Federico Mayor Zaragoza (Barcelona, 1934–Madrid, 2024) nunca se planteó, como su admirado Jorge Luis Borges: “¿Dónde estará mi vida, la que pudo haber sido y no fue…?”. Su vida, que pudo no haber sido, fue, y está ahí. Atravesó toda la segunda mitad del siglo XX y casi todo lo que llevamos de este, y lo hizo, no como espectador, sino como actor, interpretando un papel relevante en la historia (tragicomedia) del mundo. Lo que sí podría haber compartido con el vate argentino es este otro verso: “Estar contigo o no estar contigo es la medida de mi tiempo”. Y es que el nombre de una mujer, Cheles, su esposa, le delata.
Fue bioquímico, y su gran descubrimiento como bioquímico fue que las cuatro letras que contiene la palabra AMOR (“que amor es todo lo que hay”, seguramente leyó en Emily Dickinson) son la secuencia con la que se construye la estructura del ADN de la PAZ, SHALOM, SALAM: A, primera letra en dignidad y naturaleza, muy hermosa y agradable a la vista, la más alegre de decir, madre de donde nacen muchas otras; M, nacida de las aguas de la mar, como sus ondulantes olas, la primera letra que recuerda la memoria; O, círculo sencillo y exacto, letra de geometría simple sin la que no se puede escribir una autobiografía ni expresar sorpresa, dolor o alegría; R, la letra que vale por dos, la que más anima al movimiento y no le falta al refranero ni a la razón.
Fue poeta, y su hallazgo más importante como poeta fue que la doble hélice del código epigenético de la vida humana está formada por bases anilladas y enlazadas entre sí: el desarrollo con la dignidad, la democracia con la educación.
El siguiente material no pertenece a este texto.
//! Cairn Core: element identity, element model, type registry, path index and
//! workspace state store

pub mod annotations;
pub mod diff;
pub mod error;
pub mod id;
pub mod model;
pub mod path_index;
pub mod registry;
pub mod state;
pub mod store;


#[cfg(test)]
pub mod test_utils;

pub use diff::{DiffEngine, ElementDiff, diff_elements};
pub use error::{IdError, StateError, ValidationError};
pub use id::{ElemID, IdKind};
pub use model::{
    DESCRIPTOR_TYPE, Element, Field, Fragment, InstanceElement, ObjectType, PrimitiveKind, PrimitiveType,
    Restriction, SourcePath, TypeRef, Value, Values,
};
pub use path_index::PathIndex;
pub use registry::{TypeRegistry, TypeShape};
pub use state::{STATE_VERSION, StateData, WorkspaceState};
pub use store::{STATE_DIR, STATE_FILE, clear_state, ensure_state_dir, load_state, save_state, state_dir, state_path};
En ellas se almacenan las instrucciones para la convivencia, para una imprescindible cultura de PAZ, SHALOM, SALAM, que permita la transición de la fuerza a la palabra: “En lugar de si vis pacem, para bellum, hay que plantear si vis pacem, para verbum”. Desarrollo para procurar unas condiciones económicas, centradas en el ser humano y subordinadas a la justicia social, que puedan erradicar el hambre y la pobreza en el mundo, al tiempo que favorezcan la igualdad de oportunidades. Dignidad como premisa de todos los derechos humanos, preámbulo para vivir una vida que merezca la pena ser vivida, para que todos los seres humanos cuenten. Democracia para superar los problemas causados por el ascenso de los nacionalismos exacerbados, de los fundamentalismos, de los conflictos étnicos y del dominio de género, para alzar el vuelo y llegar al lugar donde no habite el miedo. Educación para dirigir con sentido nuestra propia vida, para alcanzar la “soberanía personal”, entendida como “pienso y siento, luego existo”.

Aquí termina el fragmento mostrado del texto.